On January 28, 2004, Waters announced the closing of its acquisition of NuGenesis.
Thereafter, Kelly sent a letter dated February 17, 2004 to Jonathan Karis, then counsel to
NuGenesis, about the allegations he previously raised in the e-mail discussed above.2 Karis
responded that Waters would honor the Agreement.
From April 2004 through January or February of 2005, Waters failed to report Archive
sales or pay royalties to Kelly. In numerous e-mails and phone calls, Kelly contacted Judy
Jackman in Waters’s accounting department about this failure. Jackman responded that the
reports and payments were merely delayed as a result of the acquisition and that Waters fully
intended to honor the Agreement. In early 2005, Jackman provided Kelly with the late royalty
payments and reports. Waters reported low levels of sales of Archive and maintenance licenses.
Kelly asked Jackman for an explanation, but she did not provide a substantive explanation.
In the following years, until the end of December, 2007, Kelly and Waters were engaged
in a dispute as to whether Waters was properly reporting and paying Kelly royalties under the
Agreement. Waters conducted an internal investigation of the sales practices of NuGenesis and
concluded that: (a) NuGenesis used various tactics to boost revenue numbers for UV relative to
Archive; (b) numerous customers did not use UV and had no interest in purchasing maintenance
licenses for UV; and (c) Waters would need to greatly change its own sales procedures and
2 NuGenesis attached a copy of this letter to its Reply Memorandum. This Court may
properly consider the letter, which is referenced in Kelly’s Complaint, and any other documents
referenced in the Complaint. See Harhen v. Brown, 431 Mass. 838, 839-840 (2000) (recognizing
that on a motion to dismiss, court may consider documents incorporated or referenced in
complaint). See also Marram v. Kobrick Offshore Fund, Ltd., 442 Mass. 43, 45 n.4 (2004). At
the hearing on NuGenesis’s motion, the parties did not dispute the authenticity of any of the
documents attached to the pleadings or memoranda.
-5-
royalty reporting and payment practices to Kelly in order to comply with the Agreement.
The dispute between Kelly and Waters continued.
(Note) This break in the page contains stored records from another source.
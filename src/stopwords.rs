//! Stopword filtering for derived note names.
//!
//! The built-in set is the classic English function-word list. Contractions
//! are stored apostrophe-free ("dont", "youre") because the tokenizer strips
//! punctuation before filtering, so apostrophe'd entries could never match.

use std::collections::HashSet;

/// Built-in English stopwords, sorted so membership checks can binary-search.
pub const ENGLISH: &[&str] = &[
    "a", "about", "above", "after", "again", "against", "all", "am", "an",
    "and", "any", "are", "arent", "as", "at", "be", "because", "been",
    "before", "being", "below", "between", "both", "but", "by", "cannot",
    "cant", "could", "couldnt", "did", "didnt", "do", "does", "doesnt",
    "doing", "dont", "down", "during", "each", "few", "for", "from",
    "further", "had", "hadnt", "has", "hasnt", "have", "havent", "having",
    "he", "hed", "hell", "her", "here", "heres", "hers", "herself", "hes",
    "him", "himself", "his", "how", "hows", "i", "id", "if", "ill", "im",
    "in", "into", "is", "isnt", "it", "its", "itself", "ive", "lets", "me",
    "more", "most", "mustnt", "my", "myself", "no", "nor", "not", "of",
    "off", "on", "once", "only", "or", "other", "ought", "our", "ours",
    "ourselves", "out", "over", "own", "same", "shant", "she", "shed",
    "shell", "shes", "should", "shouldnt", "so", "some", "such", "than",
    "that", "thats", "the", "their", "theirs", "them", "themselves", "then",
    "there", "theres", "these", "they", "theyd", "theyll", "theyre",
    "theyve", "this", "those", "through", "to", "too", "under", "until",
    "up", "very", "was", "wasnt", "we", "wed", "well", "were", "werent",
    "weve", "what", "whats", "when", "whens", "where", "wheres", "which",
    "while", "who", "whom", "whos", "why", "whys", "with", "wont", "would",
    "wouldnt", "you", "youd", "youll", "your", "youre", "yours", "yourself",
    "yourselves", "youve",
];

/// Check membership in the built-in set. Expects an already-lowercased word.
pub fn is_stopword(word: &str) -> bool {
    ENGLISH.binary_search(&word).is_ok()
}

/// Drop stopwords from `words`, preserving order and duplicates.
///
/// A blank `custom` spec selects the built-in English set; otherwise the
/// whitespace-separated words in `custom` are the complete filter set
/// (they replace the built-in list, not extend it).
pub fn remove_stopwords(words: Vec<String>, custom: &str) -> Vec<String> {
    if custom.trim().is_empty() {
        words.into_iter().filter(|w| !is_stopword(w)).collect()
    } else {
        let set: HashSet<&str> = custom.split_whitespace().collect();
        words
            .into_iter()
            .filter(|w| !set.contains(w.as_str()))
            .collect()
    }
}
On October 31, 2008, Kelly and
Waters entered into an agreement tolling the statute of limitations (the “Tolling Agreement”).
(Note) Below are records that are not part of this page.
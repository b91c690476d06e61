#![allow(deprecated)]

#[allow(unused_imports)]
use assert_cmd::cargo::CommandCargoExt;
use chrono::Local;
use predicates::prelude::*;
use std::fs;
use tempfile::TempDir;

fn cmd(temp: &TempDir) -> assert_cmd::Command {
    let mut c = assert_cmd::Command::cargo_bin("snip_notes").unwrap();
    c.env("SNIP_NOTES_VAULT", temp.path())
        .env_remove("SNIP_NOTES_CONFIG")
        .env("NO_COLOR", "1");
    c
}

fn write_file(temp: &TempDir, rel: &str, content: &str) {
    let path = temp.path().join(rel);
    if let Some(parent) = path.parent() {
        fs::create_dir_all(parent).unwrap();
    }
    fs::write(path, content).unwrap();
}

fn read_file(temp: &TempDir, rel: &str) -> String {
    fs::read_to_string(temp.path().join(rel)).unwrap()
}

fn write_settings(temp: &TempDir, json: &str) {
    fs::write(temp.path().join(".snip_notes.json"), json).unwrap();
}

/// Settings for predictable names: no date prefix, flat vault, embed.
const FLAT_EMBED: &str = r#"{
  "format": "{nWords}",
  "nWords": 3,
  "useSubdir": false,
  "textAfterExtraction": "embed"
}"#;

const INBOX: &str = "\
# Inbox

The quick brown fox jumps over the lazy dog.

Later lines stay put.
";

#[test]
fn extract_embeds_link_and_leaves_rest_untouched() {
    let temp = TempDir::new().unwrap();
    write_settings(&temp, FLAT_EMBED);
    write_file(&temp, "inbox.md", INBOX);

    cmd(&temp)
        .args(["extract", "inbox.md", "--lines", "3"])
        .assert()
        .success()
        .stderr(predicate::str::contains(
            "Extracted text to quick-brown-fox.md",
        ));

    assert_eq!(
        read_file(&temp, "quick-brown-fox.md"),
        "The quick brown fox jumps over the lazy dog."
    );
    assert_eq!(
        read_file(&temp, "inbox.md"),
        "\
# Inbox

![quick-brown-fox](quick-brown-fox.md)

Later lines stay put.
"
    );
}

#[test]
fn link_action_inserts_bare_reference() {
    let temp = TempDir::new().unwrap();
    write_settings(
        &temp,
        r#"{"format": "{nWords}", "nWords": 3, "useSubdir": false, "textAfterExtraction": "link"}"#,
    );
    write_file(&temp, "inbox.md", INBOX);

    cmd(&temp)
        .args(["extract", "inbox.md", "--lines", "3"])
        .assert()
        .success();

    let inbox = read_file(&temp, "inbox.md");
    assert!(inbox.contains("\n[quick-brown-fox](quick-brown-fox.md)\n"));
    assert!(!inbox.contains("!["));
}

#[test]
fn none_action_blanks_the_selection() {
    let temp = TempDir::new().unwrap();
    write_settings(
        &temp,
        r#"{"format": "{nWords}", "nWords": 3, "useSubdir": false, "textAfterExtraction": "none"}"#,
    );
    write_file(&temp, "inbox.md", INBOX);

    cmd(&temp)
        .args(["extract", "inbox.md", "--lines", "3"])
        .assert()
        .success();

    assert_eq!(
        read_file(&temp, "inbox.md"),
        "# Inbox\n\n\n\nLater lines stay put.\n"
    );
    assert!(temp.path().join("quick-brown-fox.md").is_file());
}

#[test]
fn subdir_mode_relocates_and_links_the_final_path() {
    let temp = TempDir::new().unwrap();
    write_settings(
        &temp,
        r#"{"format": "{nWords}", "nWords": 3, "useSubdir": true, "subdir": "extracts"}"#,
    );
    write_file(&temp, "inbox.md", INBOX);

    cmd(&temp)
        .args(["extract", "inbox.md", "--lines", "3"])
        .assert()
        .success()
        .stderr(predicate::str::contains(
            "Extracted text to extracts/quick-brown-fox.md",
        ));

    assert_eq!(
        read_file(&temp, "extracts/quick-brown-fox.md"),
        "The quick brown fox jumps over the lazy dog."
    );
    assert!(
        read_file(&temp, "inbox.md")
            .contains("![quick-brown-fox](extracts/quick-brown-fox.md)")
    );

    // The staging copy must be gone from the source folder.
    let stragglers: Vec<_> = fs::read_dir(temp.path())
        .unwrap()
        .filter_map(|e| e.ok())
        .filter(|e| {
            e.file_name().to_string_lossy().starts_with("quick-brown-fox-")
        })
        .collect();
    assert!(stragglers.is_empty());
}

#[test]
fn subdir_template_expands_date_tokens() {
    let temp = TempDir::new().unwrap();
    write_settings(
        &temp,
        r#"{"format": "{nWords}", "nWords": 3, "useSubdir": true, "subdir": "{DATE:YYYY}"}"#,
    );
    write_file(&temp, "inbox.md", INBOX);

    cmd(&temp)
        .args(["extract", "inbox.md", "--lines", "3"])
        .assert()
        .success();

    let year = Local::now().format("%Y").to_string();
    assert!(
        temp.path().join(&year).join("quick-brown-fox.md").is_file(),
        "expected note under {year}/"
    );
}

#[test]
fn rapid_identical_extractions_produce_distinct_notes() {
    let temp = TempDir::new().unwrap();
    write_settings(
        &temp,
        r#"{"format": "{nWords}", "nWords": 3, "useSubdir": true, "subdir": "extracts"}"#,
    );
    write_file(
        &temp,
        "inbox.md",
        "The quick brown fox jumps.\n\nThe quick brown fox jumps.\n",
    );

    cmd(&temp)
        .args(["extract", "inbox.md", "--lines", "1"])
        .assert()
        .success();
    cmd(&temp)
        .args(["extract", "inbox.md", "--lines", "3"])
        .assert()
        .success()
        .stderr(predicate::str::contains(
            "Couldn't move new file into extracts.",
        ));

    // First run lands in the subfolder; the second keeps its staging name
    // rather than overwrite it.
    assert!(temp.path().join("extracts/quick-brown-fox.md").is_file());
    let staged: Vec<String> = fs::read_dir(temp.path())
        .unwrap()
        .filter_map(|e| e.ok())
        .map(|e| e.file_name().to_string_lossy().into_owned())
        .filter(|n| n.starts_with("quick-brown-fox-") && n.ends_with(".md"))
        .collect();
    assert_eq!(staged.len(), 1);

    let inbox = read_file(&temp, "inbox.md");
    assert!(inbox.contains("](extracts/quick-brown-fox.md)"));
    assert!(inbox.contains(&format!("]({})", staged[0])));
}

#[test]
fn extracted_notes_own_links_are_rebased_after_relocation() {
    let temp = TempDir::new().unwrap();
    write_settings(
        &temp,
        r#"{"format": "{nWords}", "nWords": 3, "useSubdir": true, "subdir": "extracts"}"#,
    );
    write_file(&temp, "other.md", "context\n");
    write_file(
        &temp,
        "inbox.md",
        "Fox research notes citing [other](other.md) directly.\n",
    );

    cmd(&temp)
        .args(["extract", "inbox.md", "--lines", "1"])
        .assert()
        .success();

    assert_eq!(
        read_file(&temp, "extracts/fox-research-notes.md"),
        "Fox research notes citing [other](../other.md) directly."
    );
}

#[test]
fn empty_selection_fails_without_creating_anything() {
    let temp = TempDir::new().unwrap();
    write_settings(&temp, FLAT_EMBED);
    write_file(&temp, "inbox.md", "# Inbox\n\t \nbody\n");

    cmd(&temp)
        .args(["extract", "inbox.md", "--lines", "2"])
        .assert()
        .failure()
        .stderr(predicate::str::contains("No text selected to extract."));

    assert_eq!(read_file(&temp, "inbox.md"), "# Inbox\n\t \nbody\n");
    assert_eq!(fs::read_dir(temp.path()).unwrap().count(), 2);
}

#[test]
fn missing_source_note_fails_with_its_path() {
    let temp = TempDir::new().unwrap();
    cmd(&temp)
        .args(["extract", "ghost.md", "--lines", "1"])
        .assert()
        .failure()
        .stderr(predicate::str::contains("ghost.md"));
}

#[test]
fn out_of_bounds_line_range_is_rejected() {
    let temp = TempDir::new().unwrap();
    write_file(&temp, "inbox.md", "only line\n");
    cmd(&temp)
        .args(["extract", "inbox.md", "--lines", "2:9"])
        .assert()
        .failure()
        .stderr(predicate::str::contains("out of bounds"));
}

#[test]
fn all_stopword_selection_without_prompt_is_an_error() {
    let temp = TempDir::new().unwrap();
    write_settings(&temp, FLAT_EMBED);
    write_file(&temp, "inbox.md", "the and of it\n");

    cmd(&temp)
        .args(["extract", "inbox.md", "--lines", "1"])
        .assert()
        .failure()
        .stderr(predicate::str::contains("Please provide a note name."));
}

#[test]
fn name_flag_overrides_the_derived_default() {
    let temp = TempDir::new().unwrap();
    write_settings(&temp, FLAT_EMBED);
    write_file(&temp, "inbox.md", INBOX);

    cmd(&temp)
        .args(["extract", "inbox.md", "--lines", "3", "--name", "Fox Facts"])
        .assert()
        .success()
        .stderr(predicate::str::contains("Extracted text to Fox Facts.md"));

    assert!(temp.path().join("Fox Facts.md").is_file());
    assert!(
        read_file(&temp, "inbox.md")
            .contains("![Fox Facts](Fox%20Facts.md)")
    );
}

#[test]
fn prompt_accepts_a_typed_name() {
    let temp = TempDir::new().unwrap();
    write_settings(&temp, FLAT_EMBED);
    write_file(&temp, "inbox.md", INBOX);

    cmd(&temp)
        .args(["extract", "inbox.md", "--lines", "3", "--prompt"])
        .write_stdin("Renamed By Hand\n")
        .assert()
        .success();

    assert!(temp.path().join("Renamed By Hand.md").is_file());
}

#[test]
fn prompt_empty_line_accepts_the_default() {
    let temp = TempDir::new().unwrap();
    write_settings(&temp, FLAT_EMBED);
    write_file(&temp, "inbox.md", INBOX);

    cmd(&temp)
        .args(["extract", "inbox.md", "--lines", "3", "--prompt"])
        .write_stdin("\n")
        .assert()
        .success();

    assert!(temp.path().join("quick-brown-fox.md").is_file());
}

#[test]
fn prompt_eof_cancels_with_no_side_effects() {
    let temp = TempDir::new().unwrap();
    write_settings(&temp, FLAT_EMBED);
    write_file(&temp, "inbox.md", INBOX);

    cmd(&temp)
        .args(["extract", "inbox.md", "--lines", "3", "--prompt"])
        .assert()
        .success()
        .stderr(predicate::str::contains("Extraction cancelled."));

    assert_eq!(read_file(&temp, "inbox.md"), INBOX);
    assert!(!temp.path().join("quick-brown-fox.md").exists());
}

#[test]
fn prompt_and_name_flags_are_mutually_exclusive() {
    let temp = TempDir::new().unwrap();
    write_file(&temp, "inbox.md", INBOX);
    cmd(&temp)
        .args([
            "extract", "inbox.md", "--lines", "3", "--prompt", "--name", "x",
        ])
        .assert()
        .failure()
        .stderr(predicate::str::contains("mutually exclusive"));
}

#[test]
fn name_command_prints_the_derived_default() {
    let temp = TempDir::new().unwrap();
    write_settings(&temp, FLAT_EMBED);
    write_file(&temp, "inbox.md", INBOX);

    cmd(&temp)
        .args(["name", "inbox.md", "--lines", "3"])
        .assert()
        .success()
        .stdout("quick-brown-fox\n");
}

#[test]
fn name_command_applies_the_default_date_format() {
    let temp = TempDir::new().unwrap();
    write_file(&temp, "inbox.md", INBOX);

    let expected = format!(
        "{}_quick-brown-fox-jumps-lazy\n",
        Local::now().format("%Y-%m-%d")
    );
    cmd(&temp)
        .args(["name", "inbox.md", "--lines", "3"])
        .assert()
        .success()
        .stdout(predicate::str::diff(expected));
}

#[test]
fn config_command_shows_effective_settings() {
    let temp = TempDir::new().unwrap();
    write_settings(&temp, r#"{"nWords": 2}"#);

    cmd(&temp)
        .args(["config"])
        .assert()
        .success()
        .stdout(predicate::str::contains("\"nWords\": 2"))
        .stdout(predicate::str::contains(
            "\"format\": \"{DATE:YYYY-MM-DD}_{nWords}\"",
        ))
        .stdout(predicate::str::contains("\"textAfterExtraction\": \"embed\""));
}

#[test]
fn init_writes_defaults_and_refuses_a_second_run() {
    let temp = TempDir::new().unwrap();

    cmd(&temp)
        .args(["init"])
        .assert()
        .success()
        .stdout(predicate::str::contains("Wrote default settings"));
    let written = read_file(&temp, ".snip_notes.json");
    assert!(written.contains("\"subdir\": \"extracts\""));

    cmd(&temp)
        .args(["init"])
        .assert()
        .failure()
        .stderr(predicate::str::contains("already exists"));
}

#[test]
fn path_command_shows_vault_and_settings_locations() {
    let temp = TempDir::new().unwrap();
    cmd(&temp)
        .args(["path"])
        .assert()
        .success()
        .stdout(predicate::str::contains(".snip_notes.json"));
}

#[test]
fn custom_stopwords_replace_the_builtin_set() {
    let temp = TempDir::new().unwrap();
    write_settings(
        &temp,
        r#"{"format": "{nWords}", "nWords": 3, "useSubdir": false, "customStopwords": "quick brown fox"}"#,
    );
    write_file(&temp, "inbox.md", INBOX);

    cmd(&temp)
        .args(["name", "inbox.md", "--lines", "3"])
        .assert()
        .success()
        .stdout("the-jumps-over\n");
}

#[test]
fn config_flag_points_at_an_alternate_settings_file() {
    let temp = TempDir::new().unwrap();
    write_file(&temp, "alt.json", r#"{"format": "{nWords}", "nWords": 1, "useSubdir": false}"#);
    write_file(&temp, "inbox.md", INBOX);

    let alt = temp.path().join("alt.json");
    cmd(&temp)
        .args(["name", "inbox.md", "--lines", "3"])
        .args(["--config", alt.to_str().unwrap()])
        .assert()
        .success()
        .stdout("quick\n");
}

#[test]
fn malformed_settings_file_is_reported() {
    let temp = TempDir::new().unwrap();
    write_settings(&temp, "{not json");
    write_file(&temp, "inbox.md", INBOX);

    cmd(&temp)
        .args(["extract", "inbox.md", "--lines", "3"])
        .assert()
        .failure();
}

#[test]
fn help_and_unknown_commands() {
    let temp = TempDir::new().unwrap();
    cmd(&temp)
        .args(["help"])
        .assert()
        .success()
        .stdout(predicate::str::contains("Snip Notes CLI"))
        .stdout(predicate::str::contains("extract <file>"));

    cmd(&temp)
        .args(["frobnicate"])
        .assert()
        .success()
        .stderr(predicate::str::contains("Unknown command: frobnicate"));
}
The Tolling Agreement applied to “Claims,” defined as “any and all claims and/or causes of
action, if any, known or unknown, of Kelly against the Waters Parties arising from the
Agreement.” The “Tolling Period,” is defined as “the period from and including the Effective
Date of this Agreement until and including the Expiration Date . . . .” The Effective Date of the
Tolling Agreement is October 31, 2008.
Shortly after entering into the Tolling Agreement, Waters provided Kelly with 4,000
pages of sales records from 1999 through 2004 regarding seven of its most significant customers.
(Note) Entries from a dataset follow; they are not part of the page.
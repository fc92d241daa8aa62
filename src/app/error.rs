use thiserror::Error;

#[derive(Debug, Error)]
pub enum AppError {
    #[error("failed to initialize logging: {0}")]
    LoggingInit(String),
    #[error("invalid configuration: {0}")]
    Config(String),
    #[error("failed to read job record: {0}")]
    Input(String),
    #[error("{0}")]
    Plugin(String),
}

impl AppError {
    pub fn logging_init<E: std::fmt::Display>(error: E) -> Self {
        Self::LoggingInit(error.to_string())
    }

    pub fn config<E: std::fmt::Display>(error: E) -> Self {
        Self::Config(error.to_string())
    }

    pub fn input<E: std::fmt::Display>(error: E) -> Self {
        Self::Input(error.to_string())
    }

    pub fn plugin<E: std::fmt::Display>(error: E) -> Self {
        Self::Plugin(error.to_string())
    }
}
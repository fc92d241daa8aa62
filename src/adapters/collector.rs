use reqwest::blocking::Client;
use reqwest::header::{ACCEPT, CONTENT_TYPE};
use serde_json::Value;
use thiserror::Error;

const JSON_MEDIA_TYPE: &str = "application/json";
const CHARSET_HEADER: &str = "charset";
const CHARSET_UTF8: &str = "utf-8";

pub trait ReportPublisher {
    fn publish(&self, body: &Value) -> Result<(), PublishError>;
}

#[derive(Debug, Error)]
pub enum PublishError {
    #[error("failed to build http client: {0}")]
    ClientBuild(#[source] reqwest::Error),
    #[error("failed to serialize request body: {0}")]
    Serialize(#[source] serde_json::Error),
    #[error("POST to {url} failed: {source}; body was {body}")]
    Transport {
        url: String,
        body: String,
        #[source]
        source: reqwest::Error,
    },
}

#[derive(Debug, Clone, PartialEq, Eq)]
pub struct CollectorSettings {
    pub url: String,
    /// Skip TLS peer verification. Off unless explicitly requested.
    pub tls_insecure: bool,
}

/// Posts report bodies to the configured collector endpoint, one attempt per report.
#[derive(Debug, Clone)]
pub struct HttpCollectorClient {
    url: String,
    client: Client,
}

impl HttpCollectorClient {
    pub fn new(settings: &CollectorSettings) -> Result<Self, PublishError> {
        if settings.tls_insecure {
            tracing::warn!(url = %settings.url, "TLS peer verification disabled for collector");
        }

        let client = Client::builder()
            .danger_accept_invalid_certs(settings.tls_insecure)
            .build()
            .map_err(PublishError::ClientBuild)?;

        Ok(Self {
            url: settings.url.clone(),
            client,
        })
    }

    pub fn url(&self) -> &str {
        &self.url
    }
}

impl ReportPublisher for HttpCollectorClient {
    fn publish(&self, body: &Value) -> Result<(), PublishError> {
        let body = serde_json::to_string(body).map_err(PublishError::Serialize)?;

        let response = self
            .client
            .post(&self.url)
            .header(ACCEPT, JSON_MEDIA_TYPE)
            .header(CONTENT_TYPE, JSON_MEDIA_TYPE)
            .header(CHARSET_HEADER, CHARSET_UTF8)
            .body(body.clone())
            .send()
            .map_err(|source| PublishError::Transport {
                url: self.url.clone(),
                body,
                source,
            })?;

        // The collector's status and payload carry no meaning for us.
        tracing::debug!(url = %self.url, status = %response.status(), "report published");
        drop(response);

        Ok(())
    }
}
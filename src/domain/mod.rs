pub mod job_record;
pub mod job_state;
pub mod report;
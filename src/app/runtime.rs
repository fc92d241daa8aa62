use std::path::{Path, PathBuf};

use thiserror::Error;

use crate::adapters::collector::{PublishError, ReportPublisher};
use crate::adapters::cost_file::{CostFileError, write_cost_file};
use crate::adapters::report_json::{EncodingError, encode_report};
use crate::domain::job_record::JobRecord;
use crate::domain::job_state::JobState;
use crate::domain::report::{ReportError, build_report};

#[derive(Debug, Clone, Copy, PartialEq, Eq)]
pub enum Stage {
    Build,
    CostFile,
    Encode,
    Publish,
}

impl std::fmt::Display for Stage {
    fn fmt(&self, f: &mut std::fmt::Formatter<'_>) -> std::fmt::Result {
        let name = match self {
            Stage::Build => "build",
            Stage::CostFile => "cost_file",
            Stage::Encode => "encode",
            Stage::Publish => "publish",
        };
        f.write_str(name)
    }
}

#[derive(Debug, Clone, Copy, PartialEq, Eq)]
pub enum ErrorKind {
    Precondition,
    Encoding,
    Io,
    Transport,
}

#[derive(Debug, Error)]
pub enum PipelineError {
    #[error("job record is missing")]
    MissingJobRecord,
    #[error("job {job_id}: failed to build report: {source}")]
    Build {
        job_id: u32,
        #[source]
        source: ReportError,
    },
    #[error("job {job_id}: failed to write cost file: {source}")]
    CostFile {
        job_id: u32,
        #[source]
        source: CostFileError,
    },
    #[error("job {job_id}: failed to encode report: {source}")]
    Encode {
        job_id: u32,
        #[source]
        source: EncodingError,
    },
    #[error("job {job_id}: failed to publish report: {source}")]
    Publish {
        job_id: u32,
        #[source]
        source: PublishError,
    },
}

impl PipelineError {
    pub fn kind(&self) -> ErrorKind {
        match self {
            Self::MissingJobRecord | Self::Build { .. } => ErrorKind::Precondition,
            Self::CostFile { source, .. } if source.is_precondition() => ErrorKind::Precondition,
            Self::CostFile { .. } => ErrorKind::Io,
            Self::Encode { .. } => ErrorKind::Encoding,
            Self::Publish {
                source: PublishError::Serialize(_),
                ..
            } => ErrorKind::Encoding,
            Self::Publish { .. } => ErrorKind::Transport,
        }
    }

    pub fn stage(&self) -> Stage {
        match self {
            Self::MissingJobRecord | Self::Build { .. } => Stage::Build,
            Self::CostFile { .. } => Stage::CostFile,
            Self::Encode { .. } => Stage::Encode,
            Self::Publish { .. } => Stage::Publish,
        }
    }
}

#[derive(Debug, Clone, PartialEq, Eq)]
pub enum PipelineOutcome {
    /// The job is not in a terminal state; nothing was emitted.
    Skipped { job_id: u32, state: JobState },
    Reported {
        job_id: u32,
        cost_file: PathBuf,
        published: bool,
    },
}

/// Turns one finished job into a cost file and, when a collector is set, a POST.
///
/// The text and HTTP sinks are independent: both are attempted, every failure is
/// logged, and the first failure in sink order is returned.
pub struct ReportPipeline<P> {
    log_directory: PathBuf,
    publisher: Option<P>,
}

impl<P> ReportPipeline<P>
where
    P: ReportPublisher,
{
    pub fn new(log_directory: impl Into<PathBuf>, publisher: Option<P>) -> Self {
        Self {
            log_directory: log_directory.into(),
            publisher,
        }
    }

    pub fn log_directory(&self) -> &Path {
        &self.log_directory
    }

    pub fn log_record(&self, job: Option<&JobRecord>) -> Result<PipelineOutcome, PipelineError> {
        let job = job.ok_or_else(|| {
            tracing::error!(stage = %Stage::Build, "job record is missing");
            PipelineError::MissingJobRecord
        })?;

        if !job.job_state.is_reportable() {
            tracing::debug!(
                job_id = job.job_id,
                state = %job.job_state,
                "job is not finished, ignoring"
            );
            return Ok(PipelineOutcome::Skipped {
                job_id: job.job_id,
                state: job.job_state,
            });
        }

        let report = build_report(job).map_err(|source| {
            report_failure(PipelineError::Build {
                job_id: job.job_id,
                source,
            })
        })?;

        let cost_file = write_cost_file(&self.log_directory, &report).map_err(|source| {
            report_failure(PipelineError::CostFile {
                job_id: report.job_id,
                source,
            })
        });

        let published = match &self.publisher {
            Some(publisher) => encode_report(&report)
                .map_err(|source| {
                    report_failure(PipelineError::Encode {
                        job_id: report.job_id,
                        source,
                    })
                })
                .and_then(|body| {
                    publisher.publish(&body).map_err(|source| {
                        report_failure(PipelineError::Publish {
                            job_id: report.job_id,
                            source,
                        })
                    })
                })
                .map(|()| true),
            None => Ok(false),
        };

        let cost_file = cost_file?;
        let published = published?;

        tracing::info!(
            job_id = report.job_id,
            path = %cost_file.display(),
            published,
            total_cost = report.total_cost,
            "job report emitted"
        );

        Ok(PipelineOutcome::Reported {
            job_id: report.job_id,
            cost_file,
            published,
        })
    }
}

fn report_failure(error: PipelineError) -> PipelineError {
    tracing::error!(stage = %error.stage(), error = %error, "job report stage failed");
    error
}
Kelly, with the assistance of forensic accountants, examined and analyzed the sample of
customer data.
Through his examination and analysis of the records and after communicating with
NuGenesis system engineers and salesmen, Kelly determined that NuGenesis engaged in
fraudulent sales and accounting tactics, which Kelly details in his Complaint. See Complaint at
paras. 49-76. Kelly asserts, among other things, that NuGenesis fabricated UV sales and gave
away free or unlicensed copies of Archive. NuGenesis fraudulently recorded its customers as
having paid for purchases of UV that the customers did not want or need. NuGenesis also sold
copies of Archive to numerous customers, but falsely designated those as sales of UV. In
addition, NuGenesis inflated UV’s sales to fabricate demand for UV and deprive Kelly of sales
royalties from Archive. Moreover, NuGenesis failed and refused to develop or sell VP Office.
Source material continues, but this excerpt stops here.